** Records supplied follows **

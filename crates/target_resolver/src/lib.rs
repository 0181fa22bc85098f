//! Target Resolver - target URL parsing and normalisation
//!
//! Takes a comma-separated target string and expands it into a
//! deduplicated list of absolute URLs. Supported token forms:
//! - full URL: "http://example.com/app/"
//! - bare host, optionally with port and path: "example.com:8080/app"

use anyhow::{Context, Result};
use url::Url;

pub struct TargetResolver;

impl TargetResolver {
    pub fn new() -> Self { Self }

    /// Resolve a comma-separated target string into unique target URLs,
    /// preserving the order in which they were given.
    pub fn resolve_targets(targets: &str) -> Result<Vec<Url>> {
        if targets.trim().is_empty() {
            anyhow::bail!("No targets specified");
        }

        let mut urls: Vec<Url> = Vec::new();
        for token in targets.split(',') {
            let t = token.trim();
            if t.is_empty() { continue; }

            let url = parse_target(t)?;
            if !urls.contains(&url) { urls.push(url); }
        }

        if urls.is_empty() {
            anyhow::bail!("No valid targets found in input");
        }
        Ok(urls)
    }
}

impl Default for TargetResolver {
    fn default() -> Self { Self::new() }
}

/// Parse one target token, defaulting the scheme to http.
fn parse_target(token: &str) -> Result<Url> {
    let candidate = if token.contains("://") {
        token.to_string()
    } else {
        format!("http://{}", token)
    };

    let mut url = Url::parse(&candidate).with_context(|| format!("Invalid target: {}", token))?;
    match url.scheme() {
        "http" | "https" => {}
        other => anyhow::bail!("Invalid target {}: unsupported scheme '{}'", token, other),
    }
    if url.host_str().map_or(true, str::is_empty) {
        anyhow::bail!("Invalid target {}: missing host", token);
    }

    // fragments never reach the server
    url.set_fragment(None);
    Ok(url)
}
//! basic_auth: guesses credentials for HTTP Basic protected resources

use anyhow::Result;
use async_trait::async_trait;
use base64::{engine::general_purpose::STANDARD, Engine as _};
use tracing::{debug, info};

use crate::options::PluginOptions;
use trishul_common::{BruteforcePlugin, Finding, FuzzableRequest, Plugin, PluginContext, Severity};

pub const NAME: &str = "basic_auth";

const DEFAULT_USERS: [&str; 3] = ["admin", "root", "test"];
const DEFAULT_PASSWORDS: [&str; 5] = ["admin", "password", "123456", "root", "test"];

pub struct BasicAuth {
    users: Vec<String>,
    passwords: Vec<String>,
}

impl BasicAuth {
    pub fn new() -> Self {
        Self {
            users: DEFAULT_USERS.iter().map(|s| s.to_string()).collect(),
            passwords: DEFAULT_PASSWORDS.iter().map(|s| s.to_string()).collect(),
        }
    }

    /// Options: `users` and `passwords`, comma separated.
    pub fn from_options(options: &PluginOptions) -> Result<Self> {
        let defaults = Self::new();
        Ok(Self {
            users: options.list("users").unwrap_or(defaults.users),
            passwords: options.list("passwords").unwrap_or(defaults.passwords),
        })
    }
}

impl Default for BasicAuth {
    fn default() -> Self {
        Self::new()
    }
}

fn authorization(user: &str, password: &str) -> String {
    format!("Basic {}", STANDARD.encode(format!("{}:{}", user, password)))
}

#[async_trait]
impl Plugin for BasicAuth {
    fn name(&self) -> &str {
        NAME
    }
}

#[async_trait]
impl BruteforcePlugin for BasicAuth {
    async fn bruteforce(&self, request: &FuzzableRequest, ctx: &PluginContext) -> Result<Vec<FuzzableRequest>> {
        let response = ctx.transport.send(request, true).await?;
        let basic_challenge = response
            .header("www-authenticate")
            .is_some_and(|v| v.trim_start().to_ascii_lowercase().starts_with("basic"));
        if response.status != 401 || !basic_challenge {
            return Ok(Vec::new());
        }

        let mut unauthenticated = request.clone();
        unauthenticated.headers.retain(|(n, _)| !n.eq_ignore_ascii_case("authorization"));
        debug!("Bruteforcing HTTP Basic credentials for {}", request.url);

        for user in &self.users {
            for password in &self.passwords {
                let attempt = unauthenticated.clone().with_header("Authorization", authorization(user, password));
                let response = ctx.transport.send(&attempt, false).await?;
                if response.status != 401 {
                    info!("Found credentials {}:{} for {}", user, password, request.url);
                    ctx.kb.add_finding(
                        Finding::new(NAME, Severity::High, "Guessable HTTP Basic credentials", request.url.clone())
                            .with_description(format!("Valid credentials {}:{}", user, password)),
                    );
                    return Ok(vec![attempt]);
                }
            }
        }
        Ok(Vec::new())
    }
}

** End of Records supplied **

» **Work request**:
Look over the material and return every line where the word "comma" is found.

» **The answer**:
//! Takes a comma-separated target string and expands it into a
    /// Resolve a comma-separated target string into unique target URLs,
    /// Options: `users` and `passwords`, comma separated.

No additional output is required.